La otra posibilidad, menos polémica, es que los hombres más atractivos tienen más
recursos que las mujeres pueden utilizar para criar a su descendencia. Pero si bien la
posición del hombre y los recursos que vienen con ella parecen ser universalmente
admirados por las mujeres, cabe considerar otros factores mucho más sutiles. La
elección de pareja es algo complejo y tanto los humanos como los animales utilizan
una gran cantidad de información en su elección de pareja, recogida en parte de sus
experiencias durante el desarrollo.
Si, por ejemplo, unos pollos de pinzón cebra son criados por padres adoptivos que
sean pinzones bengalíes, al alcanzar la madurez sexual esos pinzones cebra preferirán
pinzones bengalíes a los de su propia especie como pareja sexual —un fenómeno
conocido como imprinting sexual. En Conseguir el amor de su vida, Harville Hendrix
sugiere que algo parecido ocurre entre los humanos. Lo importante, dice, es llegar a
conocer por qué hemos evolucionado de tal modo que nuestra elección de pareja se ve
influenciada por el comportamiento de nuestros padres.

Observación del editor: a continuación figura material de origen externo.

impl CommandEngine {
    /// Engine with production collaborators and no event sink.
    pub fn new() -> Self {
        EngineBuilder::new().build()
    }

    pub fn builder() -> EngineBuilder {
        EngineBuilder::new()
    }

    /// Submit a command and await its outcome on the calling task.
    pub async fn execute<T, E>(&self, command: &Command<T, E>) -> Result<T, CommandError<E>>
    where
        T: Send + Sync + 'static,
        E: Send + Sync + 'static,
    {
        let ctx = command.new_context();
        self.run(command, ctx).await
    }

    /// Submit a command onto the runtime; the handle resolves with the
    /// outcome and can cancel the submission.
    pub fn enqueue<T, E>(&self, command: Command<T, E>) -> CommandHandle<T, E>
    where
        T: Send + Sync + 'static,
        E: Send + Sync + 'static,
    {
        let ctx = command.new_context();
        let handle_ctx = ctx.clone();
        let engine = self.clone();
        let join = tokio::spawn(async move { engine.run(&command, ctx).await });
        CommandHandle { join, ctx: handle_ctx }
    }

    /// Submit a command as a one-shot stream: exactly one `next(value)` or
    /// `error(kind)` item.
    pub fn observe<T, E>(
        &self,
        command: Command<T, E>,
    ) -> impl Stream<Item = Result<T, CommandError<E>>>
    where
        T: Send + Sync + 'static,
        E: Send + Sync + 'static,
    {
        futures::stream::once(self.enqueue(command))
    }

    /// Breaker registered under a command name, if one exists yet.
    pub fn breaker(&self, command: &str) -> Option<Arc<CircuitBreaker>> {
        self.inner.breakers.lock().unwrap_or_else(|p| p.into_inner()).get(command).cloned()
    }

    /// Cache registered under a name, if any command bound it.
    pub fn cache(&self, name: &str) -> Option<Arc<dyn AnyCache>> {
        self.inner.caches.lock().unwrap_or_else(|p| p.into_inner()).get(name).cloned()
    }

    /// Purge a registered cache. Returns whether the name was known.
    pub fn empty_cache(&self, name: &str) -> bool {
        match self.cache(name) {
            Some(cache) => {
                cache.empty();
                true
            }
            None => false,
        }
    }

    /// Reset a breaker to Closed. Returns whether the name was known.
    pub fn reset_breaker(&self, command: &str) -> bool {
        match self.breaker(command) {
            Some(breaker) => {
                breaker.reset();
                true
            }
            None => false,
        }
    }

    /// Sorted snapshot of breaker states, for operational tooling.
    pub fn breaker_snapshot(&self) -> Vec<(String, crate::breaker::CircuitState)> {
        let map = self.inner.breakers.lock().unwrap_or_else(|p| p.into_inner());
        let mut entries: Vec<_> =
            map.iter().map(|(name, breaker)| (name.clone(), breaker.state())).collect();
        entries.sort_by(|a, b| a.0.cmp(&b.0));
        entries
    }

    fn breaker_for<T, E>(&self, command: &Command<T, E>) -> Arc<CircuitBreaker> {
        let mut map = self.inner.breakers.lock().unwrap_or_else(|p| p.into_inner());
        map.entry(command.name.clone())
            .or_insert_with(|| {
                Arc::new(CircuitBreaker::with_parts(
                    command.name.clone(),
                    command.breaker.clone(),
                    self.inner.clock.clone(),
                    self.inner.sink.clone(),
                ))
            })
            .clone()
    }

    fn bulkhead_for<T, E>(&self, command: &Command<T, E>) -> Arc<Bulkhead> {
        let mut map = self.inner.bulkheads.lock().unwrap_or_else(|p| p.into_inner());
        map.entry(command.name.clone())
            .or_insert_with(|| {
                let queue_limit = match command.execution.isolation {
                    IsolationMode::Pool => command.pool.queue_limit(),
                    IsolationMode::Semaphore => 0,
                };
                Arc::new(Bulkhead::new(command.pool.core_size, queue_limit))
            })
            .clone()
    }

    fn register_cache(&self, cache: Arc<dyn AnyCache>) {
        let mut map = self.inner.caches.lock().unwrap_or_else(|p| p.into_inner());
        map.entry(cache.name().to_string()).or_insert(cache);
    }

    async fn run<T, E>(
        &self,
        command: &Command<T, E>,
        ctx: Arc<CommandContext>,
    ) -> Result<T, CommandError<E>>
    where
        T: Send + Sync + 'static,
        E: Send + Sync + 'static,
    {
        let breaker = self.breaker_for(command);
        let bulkhead = self.bulkhead_for(command);
        if let Some(binding) = &command.cache {
            self.register_cache(binding.erased());
        }
        let sink = self.inner.sink.clone();
        let name = command.name.clone();

        if let Err(denial) = breaker.allow() {
            sink.emit(CommandEvent::ShortCircuited { command: name });
            let err = CommandError::ShortCircuited {
                error_rate: denial.error_rate,
                open_for: denial.open_for,
            };
            return self.finish(command, Err(err));
        }

        let permit = match bulkhead.acquire().await {
            Ok(permit) => permit,
            Err(rejection) => {
                breaker.record_rejected();
                sink.emit(CommandEvent::PoolRejected {
                    command: name,
                    in_flight: rejection.in_flight,
                    max: rejection.max,
                });
                let err = CommandError::PoolRejected {
                    in_flight: rejection.in_flight,
                    max: rejection.max,
                };
                return self.finish(command, Err(err));
            }
        };

        let driver: RetryDriver<E> = {
            let mut builder = RetryDriver::builder()
                .max_attempts(command.retry.max_attempts)
                .backoff(command.retry.backoff.clone())
                .jitter(command.retry.jitter.clone())
                .classifier(command.classifier.clone())
                .shared_sleeper(self.inner.sleeper.clone());
            for listener in &command.listeners {
                builder = builder.listener(listener.clone());
            }
            builder.build()
        };

        let op_ctx = ctx.clone();
        let op = |attempt: usize| {
            self.attempt(command, breaker.clone(), op_ctx.clone(), attempt)
        };

        let outcome = tokio::select! {
            outcome = driver.execute(op) => outcome,
            _ = ctx.cancelled_wait() => {
                sink.emit(CommandEvent::Cancelled { command: command.name.clone() });
                Err(CommandError::Cancelled)
            }
        };
        drop(permit);

        if let Err(CommandError::AttemptsExhausted { attempts, .. }) = &outcome {
            sink.emit(CommandEvent::AttemptsExhausted {
                command: command.name.clone(),
                attempts: *attempts,
            });
        }

        self.finish(command, outcome)
    }

    /// One attempt: cache lookup, provider resolution, budgeted callback,
    /// breaker accounting, write-through.
    async fn attempt<T, E>(
        &self,
        command: &Command<T, E>,
        breaker: Arc<CircuitBreaker>,
        ctx: Arc<CommandContext>,
        attempt: usize,
    ) -> Result<T, AttemptFailure<E>>
    where
        T: Send + Sync + 'static,
        E: Send + Sync + 'static,
    {
        let sink = &self.inner.sink;
        let name = command.name.as_str();

        if let Some(binding) = &command.cache {
            if !binding.key().is_empty() {
                let started = Instant::now();
                for interceptor in &command.cache_interceptors {
                    interceptor.before_lookup(&ctx, binding.key());
                }
                let lookup = binding.get();
                let hit = lookup.is_hit();
                for interceptor in &command.cache_interceptors {
                    interceptor.after_lookup(&ctx, binding.key(), hit, started.elapsed());
                }
                match lookup.into_hit() {
                    Some(value) => {
                        sink.emit(CommandEvent::CacheHit {
                            command: name.to_string(),
                            cache: binding.cache_name().to_string(),
                        });
                        return Ok(value);
                    }
                    None => sink.emit(CommandEvent::CacheMiss {
                        command: name.to_string(),
                        cache: binding.cache_name().to_string(),
                    }),
                }
            }
        }

        let base = match command.provider.resolve(&ctx).await {
            Ok(base) => base,
            Err(err) => {
                breaker.record_failure();
                self.note_retry_scheduled(command, attempt);
                return Err(err.into());
            }
        };

        sink.emit(CommandEvent::AttemptStarted { command: name.to_string(), attempt });
        for interceptor in &command.attempt_interceptors {
            interceptor.before_attempt(&ctx, attempt);
        }

        let budget = command.execution.request_timeout;
        let started = Instant::now();
        let call = (command.callback)(ctx.clone(), base.clone());
        // Err(()) marks a blown latency budget; the timed-out future was
        // dropped, so a late success can never surface or be cached.
        let outcome: Result<Result<T, E>, ()> = match command.execution.isolation {
            IsolationMode::Pool => {
                let handle = tokio::spawn(async move { tokio::time::timeout(budget, call).await });
                match handle.await {
                    Ok(Ok(inner)) => Ok(inner),
                    Ok(Err(_elapsed)) => Err(()),
                    Err(join_err) if join_err.is_panic() => {
                        std::panic::resume_unwind(join_err.into_panic())
                    }
                    // Runtime shutdown cancelled the worker task; surface as
                    // a timed-out attempt.
                    Err(_) => Err(()),
                }
            }
            IsolationMode::Semaphore => {
                tokio::time::timeout(budget, call).await.map_err(|_| ())
            }
        };
        let elapsed = started.elapsed();

        match outcome {
            Ok(Ok(value)) => {
                breaker.record_success();
                for interceptor in &command.attempt_interceptors {
                    interceptor.after_attempt(&ctx, attempt, true, elapsed);
                }
                if let Some(binding) = &command.cache {
                    if !binding.key().is_empty() && binding.put(&value) {
                        sink.emit(CommandEvent::CacheStored {
                            command: name.to_string(),
                            cache: binding.cache_name().to_string(),
                        });
                    }
                }
                Ok(value)
            }
            Ok(Err(error)) => {
                for interceptor in &command.attempt_interceptors {
                    interceptor.after_attempt(&ctx, attempt, false, elapsed);
                }
                sink.emit(CommandEvent::AttemptFailed { command: name.to_string(), attempt });
                if command.classifier.classify(&error).is_retryable() {
                    // Retryable failures feed the breaker and penalize the
                    // instance; non-retryable ones do neither.
                    breaker.record_failure();
                    command.provider.note_error(&base);
                    self.note_retry_scheduled(command, attempt);
                }
                Err(AttemptFailure::Inner(error))
            }
            Err(()) => {
                breaker.record_timeout();
                command.provider.note_error(&base);
                for interceptor in &command.attempt_interceptors {
                    interceptor.after_attempt(&ctx, attempt, false, elapsed);
                }
                sink.emit(CommandEvent::AttemptFailed { command: name.to_string(), attempt });
                self.note_retry_scheduled(command, attempt);
                Err(AttemptFailure::Timeout { elapsed, budget })
            }
        }
    }

    fn note_retry_scheduled<T, E>(&self, command: &Command<T, E>, attempt: usize) {
        if attempt < command.retry.max_attempts {
            self.inner.sink.emit(CommandEvent::RetryScheduled {
                command: command.name.clone(),
                attempt,
                delay: command.retry.backoff.delay(attempt),
            });
        }
    }

    /// Apply the fallback gate to a terminal outcome.
    fn finish<T, E>(
        &self,
        command: &Command<T, E>,
        outcome: Result<T, CommandError<E>>,
    ) -> Result<T, CommandError<E>> {
        match outcome {
            Ok(value) => Ok(value),
            Err(error) => {
                if command.execution.fallback_enabled && !error.is_cancelled() {
                    if let Some(fallback) = &command.fallback {
                        if let Some(value) = fallback(&error) {
                            tracing::debug!(command = %command.name, "fallback value applied");
                            return Ok(value);
                        }
                    }
                }
                Err(error)
            }
        }
    }
}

¿Por qué tiene valor adaptativo que un hombre busque una pareja que se parezca a su
madre y que una mujer elija a alguien que se parezca a su padre? Una posible
respuesta, inicialmente propuesta por Patrick Bateson, de la Universidad de
Cambridge, sobre la base de unos estudios sobre codornices, es que, siempre y cuando
se evite emparentarse con parientes de sangre cercanos, los individuos que se aparean
con individuos genética y culturalmente semejantes a ellos mismos producen más
descendientes que los que no lo hacen.
Estudios recientes sugieren asimismo que el olor corporal puede decir algo sobre la
calidad del macho —no en un sentido absoluto, sino en relación con el olor de la
hembra. El complejo principal de histocompatibilidad (MHC, son sus siglas en inglés) es
un conjunto de genes responsables de la capacidad de combatir infecciones. Las
técnicas moleculares permiten «tipificar» el MHC de un individuo, y lo que se ha
observado es que este conjunto de genes varía enormemente entre individuos. Los
machos de ratón anuncian su tipo de MHC a través del olor de su orina. Si tienen
elección, las hembras eligen como pareja a los machos que tengan un MHC distinto del
suyo, es decir, que lo complemente. Un ratón hembra que viva en el territorio de un
macho cuyo MHC es el mismo que el suyo intentará aparearse también con un macho
que tenga un tipo de MHC distinto. Algo parecido ocurre con las personas, en el
sentido de que cuando la mujer puede elegir sobre la base del olor corporal del
hombre, prefiere los hombres cuyo MHC difiera del propio.